------ Given records

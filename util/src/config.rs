//! Global application configuration manager.
//!
//! `AppConfig` is a lazily initialized, globally accessible singleton containing
//! runtime configuration values loaded from environment variables. It provides
//! thread-safe access and mutation for testing or overrides in runtime environments.

use std::env;
use std::sync::{OnceLock, RwLock};

/// Represents the complete application configuration loaded from environment variables.
#[derive(Debug, Clone)]
pub struct AppConfig {
    pub env: String,
    pub project_name: String,
    pub log_level: String,
    pub log_file: String,
    pub log_to_stdout: bool,
    pub database_path: String,
    pub host: String,
    pub port: u16,
    pub jwt_secret: String,
    pub jwt_duration_minutes: u64,
}

/// Lazily-initialized, thread-safe singleton instance of `AppConfig`.
static CONFIG_INSTANCE: OnceLock<RwLock<AppConfig>> = OnceLock::new();

impl AppConfig {
    /// Loads the configuration from `.env` and environment variables.
    ///
    /// Every field has a development default so that test binaries can run
    /// without a `.env` file; production deployments are expected to set
    /// `DATABASE_PATH` and `JWT_SECRET` explicitly.
    pub fn from_env() -> Self {
        dotenvy::dotenv().ok();

        Self {
            env: env::var("APP_ENV").unwrap_or_else(|_| "development".into()),
            project_name: env::var("PROJECT_NAME").unwrap_or_else(|_| "rollcall".into()),
            log_level: env::var("LOG_LEVEL").unwrap_or_else(|_| "api=info".into()),
            log_file: env::var("LOG_FILE").unwrap_or_else(|_| "api.log".into()),
            log_to_stdout: env::var("LOG_TO_STDOUT").unwrap_or_else(|_| "false".into()) == "true",
            database_path: env::var("DATABASE_PATH")
                .unwrap_or_else(|_| "data/rollcall.db".into()),
            host: env::var("HOST").unwrap_or_else(|_| "127.0.0.1".into()),
            port: env::var("PORT")
                .unwrap_or_else(|_| "3000".into())
                .parse()
                .expect("PORT must be a valid port number"),
            jwt_secret: env::var("JWT_SECRET")
                .unwrap_or_else(|_| "change-me-in-production".into()),
            jwt_duration_minutes: env::var("JWT_DURATION_MINUTES")
                .unwrap_or_else(|_| "60".into())
                .parse()
                .expect("JWT_DURATION_MINUTES must be a valid integer"),
        }
    }

    /// Returns a shared reference to the global configuration.
    ///
    /// # Panics
    /// Panics if the lock cannot be acquired.
    pub fn global() -> std::sync::RwLockReadGuard<'static, AppConfig> {
        CONFIG_INSTANCE
            .get_or_init(|| RwLock::new(AppConfig::from_env()))
            .read()
            .expect("Failed to acquire AppConfig read lock")
    }

    /// Resets the configuration by reloading from environment variables.
    ///
    /// Useful in tests to clear overrides.
    pub fn reset() {
        if let Some(lock) = CONFIG_INSTANCE.get() {
            let mut guard = lock.write().expect("Failed to acquire AppConfig write lock");
            *guard = AppConfig::from_env();
        }
    }

    /// Generic internal setter for any field in the config.
    ///
    /// Used by public per-field setter methods.
    fn set_field<F>(setter: F)
    where
        F: FnOnce(&mut AppConfig),
    {
        let lock = CONFIG_INSTANCE.get_or_init(|| RwLock::new(AppConfig::from_env()));
        let mut guard = lock
            .write()
            .expect("Failed to acquire AppConfig write lock");
        setter(&mut guard);
    }

    // --- Per-field setters below ---

    /// Override `env` value.
    pub fn set_env(value: impl Into<String>) {
        AppConfig::set_field(|cfg| cfg.env = value.into());
    }

    pub fn set_project_name(value: impl Into<String>) {
        AppConfig::set_field(|cfg| cfg.project_name = value.into());
    }

    pub fn set_log_level(value: impl Into<String>) {
        AppConfig::set_field(|cfg| cfg.log_level = value.into());
    }

    pub fn set_log_file(value: impl Into<String>) {
        AppConfig::set_field(|cfg| cfg.log_file = value.into());
    }

    pub fn set_log_to_stdout(value: bool) {
        AppConfig::set_field(|cfg| cfg.log_to_stdout = value);
    }

    pub fn set_database_path(value: impl Into<String>) {
        AppConfig::set_field(|cfg| cfg.database_path = value.into());
    }

    pub fn set_host(value: impl Into<String>) {
        AppConfig::set_field(|cfg| cfg.host = value.into());
    }

    pub fn set_port(value: u16) {
        AppConfig::set_field(|cfg| cfg.port = value);
    }

    pub fn set_jwt_secret(value: impl Into<String>) {
        AppConfig::set_field(|cfg| cfg.jwt_secret = value.into());
    }

    pub fn set_jwt_duration_minutes(value: impl Into<u64>) {
        AppConfig::set_field(|cfg| cfg.jwt_duration_minutes = value.into());
    }
}

// --- Free-function accessors ---
//
// Callers across the workspace read configuration through these rather than
// holding the read guard themselves.

pub fn env() -> String {
    AppConfig::global().env.clone()
}

pub fn project_name() -> String {
    AppConfig::global().project_name.clone()
}

pub fn log_level() -> String {
    AppConfig::global().log_level.clone()
}

pub fn log_file() -> String {
    AppConfig::global().log_file.clone()
}

pub fn log_to_stdout() -> bool {
    AppConfig::global().log_to_stdout
}

pub fn database_path() -> String {
    AppConfig::global().database_path.clone()
}

pub fn host() -> String {
    AppConfig::global().host.clone()
}

pub fn port() -> u16 {
    AppConfig::global().port
}

pub fn jwt_secret() -> String {
    AppConfig::global().jwt_secret.clone()
}

pub fn jwt_duration_minutes() -> u64 {
    AppConfig::global().jwt_duration_minutes
}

------------

▶ [Goal of the exercise]
Print the entries again so that each one matches exactly.

▶ [Solution for this exercise]
filename util/src/config.rs
//! Global application configuration manager.
//!
//! `AppConfig` is a lazily initialized, globally accessible singleton containing
//! runtime configuration values loaded from environment variables. It provides
//! thread-safe access and mutation for testing or overrides in runtime environments.

use std::env;
use std::sync::{OnceLock, RwLock};

/// Represents the complete application configuration loaded from environment variables.
#[derive(Debug, Clone)]
pub struct AppConfig {
    pub env: String,
    pub project_name: String,
    pub log_level: String,
    pub log_file: String,
    pub log_to_stdout: bool,
    pub database_path: String,
    pub host: String,
    pub port: u16,
    pub jwt_secret: String,
    pub jwt_duration_minutes: u64,
}

/// Lazily-initialized, thread-safe singleton instance of `AppConfig`.
static CONFIG_INSTANCE: OnceLock<RwLock<AppConfig>> = OnceLock::new();

impl AppConfig {
    /// Loads the configuration from `.env` and environment variables.
    ///
    /// Every field has a development default so that test binaries can run
    /// without a `.env` file; production deployments are expected to set
    /// `DATABASE_PATH` and `JWT_SECRET` explicitly.
    pub fn from_env() -> Self {
        dotenvy::dotenv().ok();

        Self {
            env: env::var("APP_ENV").unwrap_or_else(|_| "development".into()),
            project_name: env::var("PROJECT_NAME").unwrap_or_else(|_| "rollcall".into()),
            log_level: env::var("LOG_LEVEL").unwrap_or_else(|_| "api=info".into()),
            log_file: env::var("LOG_FILE").unwrap_or_else(|_| "api.log".into()),
            log_to_stdout: env::var("LOG_TO_STDOUT").unwrap_or_else(|_| "false".into()) == "true",
            database_path: env::var("DATABASE_PATH")
                .unwrap_or_else(|_| "data/rollcall.db".into()),
            host: env::var("HOST").unwrap_or_else(|_| "127.0.0.1".into()),
            port: env::var("PORT")
                .unwrap_or_else(|_| "3000".into())
                .parse()
                .expect("PORT must be a valid port number"),
            jwt_secret: env::var("JWT_SECRET")
                .unwrap_or_else(|_| "change-me-in-production".into()),
            jwt_duration_minutes: env::var("JWT_DURATION_MINUTES")
                .unwrap_or_else(|_| "60".into())
                .parse()
                .expect("JWT_DURATION_MINUTES must be a valid integer"),
        }
    }

    /// Returns a shared reference to the global configuration.
    ///
    /// # Panics
    /// Panics if the lock cannot be acquired.
    pub fn global() -> std::sync::RwLockReadGuard<'static, AppConfig> {
        CONFIG_INSTANCE
            .get_or_init(|| RwLock::new(AppConfig::from_env()))
            .read()
            .expect("Failed to acquire AppConfig read lock")
    }

    /// Resets the configuration by reloading from environment variables.
    ///
    /// Useful in tests to clear overrides.
    pub fn reset() {
        if let Some(lock) = CONFIG_INSTANCE.get() {
            let mut guard = lock.write().expect("Failed to acquire AppConfig write lock");
            *guard = AppConfig::from_env();
        }
    }

    /// Generic internal setter for any field in the config.
    ///
    /// Used by public per-field setter methods.
    fn set_field<F>(setter: F)
    where
        F: FnOnce(&mut AppConfig),
    {
        let lock = CONFIG_INSTANCE.get_or_init(|| RwLock::new(AppConfig::from_env()));
        let mut guard = lock
            .write()
            .expect("Failed to acquire AppConfig write lock");
        setter(&mut guard);
    }

    // --- Per-field setters below ---

    /// Override `env` value.
    pub fn set_env(value: impl Into<String>) {
        AppConfig::set_field(|cfg| cfg.env = value.into());
    }

    pub fn set_project_name(value: impl Into<String>) {
        AppConfig::set_field(|cfg| cfg.project_name = value.into());
    }

    pub fn set_log_level(value: impl Into<String>) {
        AppConfig::set_field(|cfg| cfg.log_level = value.into());
    }

    pub fn set_log_file(value: impl Into<String>) {
        AppConfig::set_field(|cfg| cfg.log_file = value.into());
    }

    pub fn set_log_to_stdout(value: bool) {
        AppConfig::set_field(|cfg| cfg.log_to_stdout = value);
    }

    pub fn set_database_path(value: impl Into<String>) {
        AppConfig::set_field(|cfg| cfg.database_path = value.into());
    }

    pub fn set_host(value: impl Into<String>) {
        AppConfig::set_field(|cfg| cfg.host = value.into());
    }

    pub fn set_port(value: u16) {
        AppConfig::set_field(|cfg| cfg.port = value);
    }

    pub fn set_jwt_secret(value: impl Into<String>) {
        AppConfig::set_field(|cfg| cfg.jwt_secret = value.into());
    }

    pub fn set_jwt_duration_minutes(value: impl Into<u64>) {
        AppConfig::set_field(|cfg| cfg.jwt_duration_minutes = value.into());
    }
}

// --- Free-function accessors ---
//
// Callers across the workspace read configuration through these rather than
// holding the read guard themselves.

pub fn env() -> String {
    AppConfig::global().env.clone()
}

pub fn project_name() -> String {
    AppConfig::global().project_name.clone()
}

pub fn log_level() -> String {
    AppConfig::global().log_level.clone()
}

pub fn log_file() -> String {
    AppConfig::global().log_file.clone()
}

pub fn log_to_stdout() -> bool {
    AppConfig::global().log_to_stdout
}

pub fn database_path() -> String {
    AppConfig::global().database_path.clone()
}

pub fn host() -> String {
    AppConfig::global().host.clone()
}

pub fn port() -> u16 {
    AppConfig::global().port
}

pub fn jwt_secret() -> String {
    AppConfig::global().jwt_secret.clone()
}

pub fn jwt_duration_minutes() -> u64 {
    AppConfig::global().jwt_duration_minutes
}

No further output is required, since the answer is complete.